Stewarding the Gift of Life – Br. Curtis Almquist

John 12:24-26

Jesus said, “Very truly, I tell you, unless a grain of wheat falls into the earth and dies, it remains just a single grain; but if it dies, it bears much fruit. Those who love their life lose it, and those who hate their life in this world will keep it for eternal life. Whoever serves me must follow me, and where I am, there will my servant be also. Whoever serves me, the Father will honor.”

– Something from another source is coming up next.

//! Wire types shared by the game host and the terminal client

mod command;
mod message;

pub use command::{Color, OptionBoxColors, RenderCommand};
pub use message::{ClientMessage, ControlMessage, InputValue, Response, ServerControl, ServerMessage};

We remember today a Deacon named Laurence in the Church at Rome in the mid third century. He was savagely martyred. Apparently this Laurence was notable, not only because of his ministry in liturgy, and in service to the poor and needy, but also in his management and oversight of the property belonging to the church. This of course precedes Emperor Constantine’s conversion to Christianity almost a century later, and so, here in the last decades of the Roman Empire, when followers of Jesus were targets for discrimination and persecution, Laurence was singled out because of an ingenious plan for “double spoil.” The agent of the Roman Emperor devised that he would demand of Deacon Laurence the treasures of the church – the real estate, any precious vessels, artifacts, money – or otherwise face a beating. When this Laurence acquiesced, as he surely would, not only would his attacker receive the spoils of plunder, but would also completely discredit this pious Laurence and the others who purportedly followed the teachings of a Jewish radical named Jesus. So the legend goes, his perse­cutor demanded of Laurence the treasures of the Church. Laurence, instead of handing over real estate deeds or gold or vessels made of precious metals, rather pointed to a crowd of poor people, those whom he served as Deacon. These were the treasures of the Church, he said: these poor people. And for such insolence Laurence was savagely beaten, then torn, then roasted, and without recanting his faith in Jesus Christ. There is a turn of phrase that informed and empow­ered the early and persecuted church, a phrase passed down through the centuries: that the blood of the martyrs is the seed of the church. This was certainly true following Laurence’s death.

I want to say something more about this “metaphoric principle” in life of death necessarily preceding life, as we heard in this evening’s gospel lesson. Jesus’ said that ‘unless a grain of wheat falls into the earth and dies, it will not bear fruit.’ This most likely applies to all of us here this evening, I would say. Whether or not we are facing explicit persecution because of our faith (as so many are in the world today) or a soon death, there is a “metaphoric principle” in life that death precedes life precedes death precedes life. Some of you may know the writings of Florida Scott Maxwell. She says, “I often want to say to people, ‘You have such nice neat plans about what life ought to give you, but you won’t get it. Life does not accommodate you, life shatters you and it’s supposed to, and it couldn’t do it better. Unless a grain of wheat falls into the earth and dies, it shall not bear fruit.’” [i]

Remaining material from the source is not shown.